Optimizing CPU-Only training but with 300GB RAM

I am learning neural nets and FastAI for work, so I do not have any choice at the moment but to run on a server that has no GPU. However, it has 300GB RAM and an Intel Xeon E5-2699 v4. How can I optimize training time for ULMFit model? I am essentially following the examples from the course, such as this link.

I am currently using a sample of around 800,000 individuals for training. The complete set is much larger. The response variable is continuous, rather than classification. The language model takes about 15 hours for one epoch (total vocab is around 70,000 words though this may be reduced). The language model was trained with bs, bptt = 512, 80, using AWD_LSTM. The response model is trained with the following
learn = text_classifier_learner(data_clas, AWD_LSTM, drop_mult=0.5, pretrained=False,
metrics = mae)
The current estimate is about 18 hours total. What can I do to decrease training time?

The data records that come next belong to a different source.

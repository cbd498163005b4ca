use crate::signature::{parse_signature_chunk, parse_signature_chunk_for_fourcc};
use crate::test_utils::build_signature_chunk;
use crate::{DxbcErrorKind, FourCC};

const PARAMS: &[(&str, u32, u32, u8)] = &[
    ("POSITION", 0, 0, 0b1111),
    ("NORMAL", 0, 1, 0b0111),
    ("TEXCOORD", 0, 2, 0b0011),
    ("TEXCOORD", 1, 3, 0b0011),
];

#[test]
fn roundtrips_legacy_layout() {
    let bytes = build_signature_chunk(PARAMS, false);
    let sig = parse_signature_chunk_for_fourcc(FourCC(*b"ISGN"), &bytes)
        .expect("legacy signature should parse");

    assert_eq!(sig.parameters.len(), 4);
    assert_eq!(sig.parameters[0].semantic_name, "POSITION");
    assert_eq!(sig.parameters[0].register, 0);
    assert_eq!(sig.parameters[0].mask, 0b1111);
    assert_eq!(sig.parameters[3].semantic_name, "TEXCOORD");
    assert_eq!(sig.parameters[3].semantic_index, 1);
    assert_eq!(sig.parameters[3].register, 3);
    assert_eq!(sig.parameters[3].stream, 0);
}

#[test]
fn roundtrips_extended_layout() {
    let bytes = build_signature_chunk(PARAMS, true);
    let sig = parse_signature_chunk_for_fourcc(FourCC(*b"ISG1"), &bytes)
        .expect("extended signature should parse");

    assert_eq!(sig.parameters.len(), 4);
    assert_eq!(sig.parameters[1].semantic_name, "NORMAL");
    assert_eq!(sig.parameters[1].register, 1);
    assert_eq!(sig.parameters[1].mask, 0b0111);
}

#[test]
fn infers_layout_without_fourcc() {
    // The heuristic reads the first dword of the first entry: a stream index
    // in the extended layout, a string offset in the legacy one.
    let legacy = build_signature_chunk(PARAMS, false);
    let sig = parse_signature_chunk(&legacy).expect("legacy layout should be inferred");
    assert_eq!(sig.parameters.len(), 4);
    assert_eq!(sig.parameters[0].semantic_name, "POSITION");

    let extended = build_signature_chunk(PARAMS, true);
    let sig = parse_signature_chunk(&extended).expect("extended layout should be inferred");
    assert_eq!(sig.parameters.len(), 4);
    assert_eq!(sig.parameters[0].semantic_name, "POSITION");
}

#[test]
fn empty_signature_parses() {
    let bytes = build_signature_chunk(&[], false);
    let sig = parse_signature_chunk(&bytes).expect("empty signature should parse");
    assert!(sig.parameters.is_empty());
}

#[test]
fn rejects_truncated_header() {
    let err = parse_signature_chunk(&[0u8; 4]).expect_err("4 bytes cannot hold a header");
    assert_eq!(err.kind(), DxbcErrorKind::InvalidChunk);
}

#[test]
fn rejects_table_outside_chunk() {
    let mut bytes = build_signature_chunk(PARAMS, false);
    bytes[0..4].copy_from_slice(&1000u32.to_le_bytes()); // param_count
    let err = parse_signature_chunk_for_fourcc(FourCC(*b"ISGN"), &bytes)
        .expect_err("oversized param_count must fail");
    assert_eq!(err.kind(), DxbcErrorKind::InvalidChunk);
}

#[test]
fn rejects_name_offset_into_table() {
    let mut bytes = build_signature_chunk(&[("POSITION", 0, 0, 0b1111)], false);
    // First entry's name offset points back into the parameter table.
    bytes[8..12].copy_from_slice(&12u32.to_le_bytes());
    let err = parse_signature_chunk_for_fourcc(FourCC(*b"ISGN"), &bytes)
        .expect_err("name offset into table must fail");
    assert_eq!(err.kind(), DxbcErrorKind::InvalidChunk);
}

Are all CPU cores 100% utilized? If yes, there is not much you can do without shrinking the model or else modifying hyperparams of the model.
Or carefully going through all the code optimizing every bit of it :slight_smile:

P.S. 18 hours is actually not that bad considering it is running on CPUs

Yes, 100% utilization. What are some hyperparameters that I should try changing? I am just learning neural nets so I’m not sure where to begin.